When to Use VocabularyBridge vs Knowledge Layer
| Use Case | Tool | Why |
|---|---|---|
| Map source terms to standard concepts | Knowledge Layer (BM25s/FAISS/Hybrid) | Fuzzy search, handles typos and synonyms |
| Map known concept IDs between vocabularies | VocabularyBridge | Direct lookup via Athena relationships |
| Build crosswalk tables (e.g., ICD10 → SNOMED) | VocabularyBridge | Complete mapping from relationships |
| Cross-standard mapping transforms | VocabularyBridge | Translates concept IDs in field transforms |
Setup
VocabularyBridge uses the same Athena download directory -- specifically CONCEPT.csv (for concept
lookups) and CONCEPT_RELATIONSHIP.csv (for cross-vocabulary relationships).
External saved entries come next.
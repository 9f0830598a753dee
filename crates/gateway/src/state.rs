//! Shared application state threaded through every handler.

use std::sync::Arc;

use {
    quarry_config::{RemoteConfig, ServiceConfig, TierTable},
    quarry_crawler::Fetcher,
    quarry_extract::{ConfigResolver, FallbackExecutor},
    quarry_llm::ProviderRegistry,
    quarry_scheduler::IdleMonitor,
    quarry_store::{AuthStore, ChainStore, JobStore, KeyStore, WebhookStore},
    quarry_webhooks::{SecretCipher, WebhookDispatcher},
};

pub struct AppState {
    pub config: ServiceConfig,
    pub jobs: Arc<dyn JobStore>,
    pub chains: Arc<dyn ChainStore>,
    pub keys: Arc<dyn KeyStore>,
    pub auth: Arc<dyn AuthStore>,
    pub webhooks: Arc<dyn WebhookStore>,
    pub registry: Arc<ProviderRegistry>,
    pub resolver: Arc<ConfigResolver>,
    pub executor: Arc<FallbackExecutor>,
    pub fetcher: Arc<dyn Fetcher>,
    pub dispatcher: Arc<WebhookDispatcher>,
    pub tiers: Arc<TierTable>,
    pub remote: Option<Arc<RemoteConfig>>,
    pub cipher: Option<Arc<SecretCipher>>,
    pub idle: Option<Arc<IdleMonitor>>,
}

pub type SharedState = Arc<AppState>;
from portiere.knowledge import VocabularyBridge
bridge = VocabularyBridge(
athena_path="./data/athena/",
vocabularies=["SNOMED", "LOINC", "RxNorm", "ICD10CM"], # optional filter
)
The vocabularies parameter is optional. When provided, only concepts from those vocabularies
are loaded into memory, reducing memory usage for large Athena downloads.
Key Files Used
| File | Used By | Purpose |
|---|---|---|
CONCEPT.csv | Both Knowledge Layer and VocabularyBridge | Concept metadata (ID, name, vocabulary, domain) |
CONCEPT_SYNONYM.csv | Knowledge Layer only | Alternative names for search |
CONCEPT_RELATIONSHIP.csv | VocabularyBridge only | Cross-vocabulary relationships |
CONCEPT_ANCESTOR.csv | Not yet used | Hierarchical ancestry (future) |
Relationship Types
VocabularyBridge indexes these relationship types:
Maps to/Mapped from-- Equivalence mappings (default formap_concept())Is a/Subsumes-- Hierarchical relationships (used for broader/narrower lookups)
Examples
# Map an OMOP concept to SNOMED
results = bridge.map_concept(4329847, target_vocabulary="SNOMED")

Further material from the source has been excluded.